*About this task*: The number of lines holding "RenderResult" is all you should give; count them in the records below.
Records shown Start Marker
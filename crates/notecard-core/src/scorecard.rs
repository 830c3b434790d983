//! Fixed-template card for structured score records.
//!
//! Nothing here wraps or adapts: every string sits at a fixed offset from the
//! card's top-left corner, and long strings simply run past their slot.

use ab_glyph::FontArc;
use chrono::{DateTime, Utc};
use image::{Rgba, RgbaImage};
use serde::{Deserialize, Serialize};

use crate::compose::{RenderResult, format_timestamp};
use crate::paint::{fill_rounded_rect, vertical_gradient};
use crate::text::{draw_text, measure_text};

pub const CARD_WIDTH: u32 = 1200;
pub const CARD_HEIGHT: u32 = 630;

const CARD_MARGIN: f64 = 60.0;
const CARD_RADIUS: f64 = 20.0;
const SHADOW_OFFSET: f64 = 5.0;
const DETAIL_INSET: f32 = 40.0;

const DEFAULT_TITLE: &str = "Golf Scorecard";
const SUBTITLE_PLACEHOLDER: &str = "Golf Course";

const GRADIENT_TOP: Rgba<u8> = Rgba([27, 138, 156, 255]);
const GRADIENT_BOTTOM: Rgba<u8> = Rgba([77, 182, 172, 255]);
const PRIMARY: Rgba<u8> = Rgba([27, 138, 156, 255]);
const SHADOW: Rgba<u8> = Rgba([0, 0, 0, 30]);
const CARD: Rgba<u8> = Rgba([255, 255, 255, 255]);
const SUBTITLE_COLOR: Rgba<u8> = Rgba([31, 41, 55, 255]);
const DETAIL_COLOR: Rgba<u8> = Rgba([107, 114, 128, 255]);

pub const UNDER_COLOR: Rgba<u8> = Rgba([76, 175, 80, 255]);
pub const OVER_COLOR: Rgba<u8> = Rgba([244, 67, 54, 255]);
pub const EVEN_COLOR: Rgba<u8> = Rgba([30, 136, 229, 255]);

/// A structured record summarized on the card.
///
/// Every field may be missing; the card applies its own fallbacks.
#[derive(Debug, Clone, Default, PartialEq, Eq, Serialize, Deserialize)]
#[serde(default)]
pub struct ScorecardModel {
    pub title: String,
    /// Course or record name.
    pub subtitle: String,
    /// Primary value, e.g. the total score.
    pub value: i32,
    /// Explicit signed delta; derived from `reference_total` when absent.
    pub score_to_par: Option<i32>,
    /// Reference total the delta is measured against (par).
    pub reference_total: i32,
    /// Preferred over the record timestamp in the detail rows.
    pub date: Option<String>,
}

impl ScorecardModel {
    pub fn title(&self) -> &str {
        non_empty(&self.title).unwrap_or(DEFAULT_TITLE)
    }

    pub fn subtitle(&self) -> &str {
        non_empty(&self.subtitle).unwrap_or(SUBTITLE_PLACEHOLDER)
    }

    pub fn delta(&self) -> i32 {
        match self.score_to_par {
            Some(delta) => delta,
            None if self.reference_total > 0 => self.value - self.reference_total,
            None => 0,
        }
    }

    /// `"<value> (<delta>)"`, e.g. `"70 (-2)"` or `"72 (E)"`.
    pub fn primary_text(&self) -> String {
        format!("{} ({})", self.value, format_delta(self.delta()))
    }

    pub fn primary_color(&self) -> Rgba<u8> {
        match self.delta() {
            d if d < 0 => UNDER_COLOR,
            d if d > 0 => OVER_COLOR,
            _ => EVEN_COLOR,
        }
    }

    /// Left-aligned rows under the primary value.
    pub fn detail_rows(&self, player: &str, timestamp: &DateTime<Utc>) -> Vec<String> {
        let date = match self.date.as_deref().and_then(non_empty) {
            Some(date) => date.to_string(),
            None => format_timestamp(timestamp),
        };
        let mut rows = vec![format!("Player: {player}"), format!("Date: {date}")];
        if self.reference_total > 0 {
            rows.push(format!("Par: {}", self.reference_total));
        }
        rows
    }
}

fn non_empty(text: &str) -> Option<&str> {
    let trimmed = text.trim();
    (!trimmed.is_empty()).then_some(trimmed)
}

/// `+N` above zero, the bare number below, `E` at zero.
pub fn format_delta(delta: i32) -> String {
    match delta {
        0 => "E".to_string(),
        d if d > 0 => format!("+{d}"),
        d => d.to_string(),
    }
}

/// Draws the scorecard onto a fresh 1200×630 canvas.
pub fn draw_scorecard(
    font: &FontArc,
    card: &ScorecardModel,
    player: &str,
    timestamp: &DateTime<Utc>,
    brand: &str,
) -> RenderResult {
    let mut canvas = RgbaImage::new(CARD_WIDTH, CARD_HEIGHT);
    vertical_gradient(&mut canvas, GRADIENT_TOP, GRADIENT_BOTTOM);

    let (card_x, card_y) = (CARD_MARGIN, CARD_MARGIN);
    let card_size = (
        f64::from(CARD_WIDTH) - 2.0 * CARD_MARGIN,
        f64::from(CARD_HEIGHT) - 2.0 * CARD_MARGIN,
    );
    fill_rounded_rect(
        &mut canvas,
        (card_x + SHADOW_OFFSET, card_y + SHADOW_OFFSET),
        card_size,
        CARD_RADIUS,
        SHADOW,
    );
    fill_rounded_rect(&mut canvas, (card_x, card_y), card_size, CARD_RADIUS, CARD);

    let (left, top) = (card_x as f32, card_y as f32);
    let mut centered = |size: f32, baseline: f32, color: Rgba<u8>, text: &str| {
        let x = (CARD_WIDTH as f32 - measure_text(font, size, text)) / 2.0;
        draw_text(&mut canvas, font, size, x, top + baseline, color, text);
    };
    centered(48.0, 80.0, PRIMARY, card.title());
    centered(36.0, 140.0, SUBTITLE_COLOR, card.subtitle());
    centered(72.0, 250.0, card.primary_color(), &card.primary_text());

    for (row, text) in card.detail_rows(player, timestamp).iter().enumerate() {
        let baseline = top + 380.0 + 40.0 * row as f32;
        draw_text(
            &mut canvas,
            font,
            24.0,
            left + DETAIL_INSET,
            baseline,
            DETAIL_COLOR,
            text,
        );
    }

    let right = left + card_size.0 as f32;
    let bottom = top + card_size.1 as f32;
    let brand_x = right - measure_text(font, 24.0, brand) - DETAIL_INSET;
    draw_text(
        &mut canvas,
        font,
        24.0,
        brand_x,
        bottom - 40.0,
        PRIMARY,
        brand,
    );

    RenderResult {
        image: canvas,
        overflowed: false,
    }
}

#[cfg(test)]
mod tests {
    use chrono::TimeZone;

    use super::*;
    use crate::assets::Assets;

    fn card(value: i32, par: i32) -> ScorecardModel {
        ScorecardModel {
            value,
            reference_total: par,
            ..ScorecardModel::default()
        }
    }

    fn timestamp() -> DateTime<Utc> {
        Utc.with_ymd_and_hms(2024, 3, 9, 12, 0, 0).unwrap()
    }

    #[test]
    fn test_even_round() {
        let card = card(72, 72);
        assert_eq!(card.primary_text(), "72 (E)");
        assert_eq!(card.primary_color(), EVEN_COLOR);
    }

    #[test]
    fn test_under_par_round() {
        let card = card(70, 72);
        assert_eq!(card.primary_text(), "70 (-2)");
        assert_eq!(card.primary_color(), UNDER_COLOR);
    }

    #[test]
    fn test_over_par_round() {
        let card = card(75, 72);
        assert_eq!(card.primary_text(), "75 (+3)");
        assert_eq!(card.primary_color(), OVER_COLOR);
    }

    #[test]
    fn test_explicit_delta_wins() {
        let card = ScorecardModel {
            value: 80,
            score_to_par: Some(-1),
            reference_total: 72,
            ..ScorecardModel::default()
        };
        assert_eq!(card.primary_text(), "80 (-1)");
    }

    #[test]
    fn test_missing_par_is_even() {
        assert_eq!(card(68, 0).primary_text(), "68 (E)");
    }

    #[test]
    fn test_fallback_strings() {
        let card = ScorecardModel {
            subtitle: "   ".to_string(),
            ..ScorecardModel::default()
        };
        assert_eq!(card.title(), "Golf Scorecard");
        assert_eq!(card.subtitle(), "Golf Course");
    }

    #[test]
    fn test_detail_rows_prefer_explicit_date() {
        let mut card = card(72, 72);
        assert_eq!(
            card.detail_rows("ana", &timestamp()),
            vec!["Player: ana", "Date: Mar 09, 2024", "Par: 72"]
        );

        card.date = Some("Saturday".to_string());
        card.reference_total = 0;
        assert_eq!(card.detail_rows("ana", &timestamp()), vec!["Player: ana", "Date: Saturday"]);
    }

    #[test]
    fn test_model_deserializes_with_defaults() {
        let card: ScorecardModel =
            serde_json::from_str(r#"{"value": 71, "reference_total": 72}"#).unwrap();
        assert_eq!(card.primary_text(), "71 (-1)");
        assert!(card.date.is_none());
    }

    #[test]
    fn test_draw_fixed_canvas() {
        let assets = Assets::embedded().unwrap();
        let result = draw_scorecard(
            assets.font(),
            &card(70, 72),
            "ana",
            &timestamp(),
            "gambit.golf",
        );
        assert_eq!(result.image.dimensions(), (CARD_WIDTH, CARD_HEIGHT));
        assert!(!result.overflowed);

        // gradient corner, white card interior
        assert_eq!(result.image.get_pixel(0, 0), &GRADIENT_TOP);
        assert_eq!(result.image.get_pixel(100, 330), &CARD);
        // shadow peeks out below the card
        let shadowed = result.image.get_pixel(600, CARD_HEIGHT - 58);
        let plain = result.image.get_pixel(30, CARD_HEIGHT - 58);
        assert!(shadowed.0[1] < plain.0[1]);
        // primary value drawn in its delta color
        let score_color = UNDER_COLOR;
        assert!(result.image.pixels().any(|p| p == &score_color));
    }
}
Records shown End Marker
*Solution for this exercise*: 3